Transcribe the data below in full, exactly.

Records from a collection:
####

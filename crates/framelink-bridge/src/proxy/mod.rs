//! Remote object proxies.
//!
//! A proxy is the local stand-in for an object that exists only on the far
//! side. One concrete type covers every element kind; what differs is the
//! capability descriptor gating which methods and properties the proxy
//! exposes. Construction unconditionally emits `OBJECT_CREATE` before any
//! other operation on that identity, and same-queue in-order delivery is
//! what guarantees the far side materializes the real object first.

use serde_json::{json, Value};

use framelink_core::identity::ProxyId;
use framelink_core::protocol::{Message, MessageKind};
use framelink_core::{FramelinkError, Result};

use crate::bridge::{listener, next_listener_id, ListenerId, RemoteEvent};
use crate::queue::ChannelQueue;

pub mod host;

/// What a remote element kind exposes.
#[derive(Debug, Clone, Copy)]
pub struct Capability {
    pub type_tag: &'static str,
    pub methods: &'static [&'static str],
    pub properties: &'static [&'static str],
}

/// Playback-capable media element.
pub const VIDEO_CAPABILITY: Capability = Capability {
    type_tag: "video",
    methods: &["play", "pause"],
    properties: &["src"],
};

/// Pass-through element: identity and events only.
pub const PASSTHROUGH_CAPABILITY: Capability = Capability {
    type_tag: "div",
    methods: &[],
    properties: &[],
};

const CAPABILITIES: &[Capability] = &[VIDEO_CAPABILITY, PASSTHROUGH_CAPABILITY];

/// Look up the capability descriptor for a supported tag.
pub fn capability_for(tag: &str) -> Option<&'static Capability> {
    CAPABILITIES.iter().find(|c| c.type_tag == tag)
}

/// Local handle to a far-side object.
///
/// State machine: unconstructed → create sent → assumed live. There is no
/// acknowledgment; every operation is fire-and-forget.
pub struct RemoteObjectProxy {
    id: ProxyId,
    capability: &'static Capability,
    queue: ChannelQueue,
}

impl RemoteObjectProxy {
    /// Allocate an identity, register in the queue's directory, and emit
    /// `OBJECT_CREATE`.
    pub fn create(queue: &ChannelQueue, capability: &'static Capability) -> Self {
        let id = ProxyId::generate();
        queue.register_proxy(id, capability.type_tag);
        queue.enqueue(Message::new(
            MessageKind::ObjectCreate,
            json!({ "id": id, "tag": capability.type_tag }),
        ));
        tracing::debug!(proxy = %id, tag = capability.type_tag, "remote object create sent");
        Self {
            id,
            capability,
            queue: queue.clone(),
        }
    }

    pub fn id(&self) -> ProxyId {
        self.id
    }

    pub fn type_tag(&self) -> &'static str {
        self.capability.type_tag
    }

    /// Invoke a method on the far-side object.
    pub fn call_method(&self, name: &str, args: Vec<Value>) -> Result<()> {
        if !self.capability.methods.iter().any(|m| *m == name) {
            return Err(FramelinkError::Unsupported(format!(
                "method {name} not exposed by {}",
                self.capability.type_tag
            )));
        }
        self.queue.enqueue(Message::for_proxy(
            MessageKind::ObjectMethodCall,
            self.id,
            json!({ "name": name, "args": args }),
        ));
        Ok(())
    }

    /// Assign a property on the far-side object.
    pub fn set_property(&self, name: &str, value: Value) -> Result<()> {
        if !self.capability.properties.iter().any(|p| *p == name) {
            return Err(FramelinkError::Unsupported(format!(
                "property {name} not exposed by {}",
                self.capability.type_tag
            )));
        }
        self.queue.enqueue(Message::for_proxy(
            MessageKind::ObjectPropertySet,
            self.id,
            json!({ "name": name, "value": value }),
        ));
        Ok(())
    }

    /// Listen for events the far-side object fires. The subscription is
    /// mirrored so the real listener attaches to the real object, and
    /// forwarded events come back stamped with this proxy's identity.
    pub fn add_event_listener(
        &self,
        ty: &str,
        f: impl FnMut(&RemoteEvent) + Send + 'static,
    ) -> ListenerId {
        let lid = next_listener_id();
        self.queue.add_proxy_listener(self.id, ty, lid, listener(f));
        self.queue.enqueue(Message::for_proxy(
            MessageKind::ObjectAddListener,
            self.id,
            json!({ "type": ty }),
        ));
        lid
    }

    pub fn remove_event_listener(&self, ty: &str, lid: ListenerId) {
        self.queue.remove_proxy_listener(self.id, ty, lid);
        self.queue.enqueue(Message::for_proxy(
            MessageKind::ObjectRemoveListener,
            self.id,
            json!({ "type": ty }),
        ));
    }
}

####

THE ANSWER =>
filename crates/framelink-bridge/src/proxy/mod.rs
//! Remote object proxies.
//!
//! A proxy is the local stand-in for an object that exists only on the far
//! side. One concrete type covers every element kind; what differs is the
//! capability descriptor gating which methods and properties the proxy
//! exposes. Construction unconditionally emits `OBJECT_CREATE` before any
//! other operation on that identity, and same-queue in-order delivery is
//! what guarantees the far side materializes the real object first.

use serde_json::{json, Value};

use framelink_core::identity::ProxyId;
use framelink_core::protocol::{Message, MessageKind};
use framelink_core::{FramelinkError, Result};

use crate::bridge::{listener, next_listener_id, ListenerId, RemoteEvent};
use crate::queue::ChannelQueue;

pub mod host;

/// What a remote element kind exposes.
#[derive(Debug, Clone, Copy)]
pub struct Capability {
    pub type_tag: &'static str,
    pub methods: &'static [&'static str],
    pub properties: &'static [&'static str],
}

/// Playback-capable media element.
pub const VIDEO_CAPABILITY: Capability = Capability {
    type_tag: "video",
    methods: &["play", "pause"],
    properties: &["src"],
};

/// Pass-through element: identity and events only.
pub const PASSTHROUGH_CAPABILITY: Capability = Capability {
    type_tag: "div",
    methods: &[],
    properties: &[],
};

const CAPABILITIES: &[Capability] = &[VIDEO_CAPABILITY, PASSTHROUGH_CAPABILITY];

/// Look up the capability descriptor for a supported tag.
pub fn capability_for(tag: &str) -> Option<&'static Capability> {
    CAPABILITIES.iter().find(|c| c.type_tag == tag)
}

/// Local handle to a far-side object.
///
/// State machine: unconstructed → create sent → assumed live. There is no
/// acknowledgment; every operation is fire-and-forget.
pub struct RemoteObjectProxy {
    id: ProxyId,
    capability: &'static Capability,
    queue: ChannelQueue,
}

impl RemoteObjectProxy {
    /// Allocate an identity, register in the queue's directory, and emit
    /// `OBJECT_CREATE`.
    pub fn create(queue: &ChannelQueue, capability: &'static Capability) -> Self {
        let id = ProxyId::generate();
        queue.register_proxy(id, capability.type_tag);
        queue.enqueue(Message::new(
            MessageKind::ObjectCreate,
            json!({ "id": id, "tag": capability.type_tag }),
        ));
        tracing::debug!(proxy = %id, tag = capability.type_tag, "remote object create sent");
        Self {
            id,
            capability,
            queue: queue.clone(),
        }
    }

    pub fn id(&self) -> ProxyId {
        self.id
    }

    pub fn type_tag(&self) -> &'static str {
        self.capability.type_tag
    }

    /// Invoke a method on the far-side object.
    pub fn call_method(&self, name: &str, args: Vec<Value>) -> Result<()> {
        if !self.capability.methods.iter().any(|m| *m == name) {
            return Err(FramelinkError::Unsupported(format!(
                "method {name} not exposed by {}",
                self.capability.type_tag
            )));
        }
        self.queue.enqueue(Message::for_proxy(
            MessageKind::ObjectMethodCall,
            self.id,
            json!({ "name": name, "args": args }),
        ));
        Ok(())
    }

    /// Assign a property on the far-side object.
    pub fn set_property(&self, name: &str, value: Value) -> Result<()> {
        if !self.capability.properties.iter().any(|p| *p == name) {
            return Err(FramelinkError::Unsupported(format!(
                "property {name} not exposed by {}",
                self.capability.type_tag
            )));
        }
        self.queue.enqueue(Message::for_proxy(
            MessageKind::ObjectPropertySet,
            self.id,
            json!({ "name": name, "value": value }),
        ));
        Ok(())
    }

    /// Listen for events the far-side object fires. The subscription is
    /// mirrored so the real listener attaches to the real object, and
    /// forwarded events come back stamped with this proxy's identity.
    pub fn add_event_listener(
        &self,
        ty: &str,
        f: impl FnMut(&RemoteEvent) + Send + 'static,
    ) -> ListenerId {
        let lid = next_listener_id();
        self.queue.add_proxy_listener(self.id, ty, lid, listener(f));
        self.queue.enqueue(Message::for_proxy(
            MessageKind::ObjectAddListener,
            self.id,
            json!({ "type": ty }),
        ));
        lid
    }

    pub fn remove_event_listener(&self, ty: &str, lid: ListenerId) {
        self.queue.remove_proxy_listener(self.id, ty, lid);
        self.queue.enqueue(Message::for_proxy(
            MessageKind::ObjectRemoveListener,
            self.id,
            json!({ "type": ty }),
        ));
    }
}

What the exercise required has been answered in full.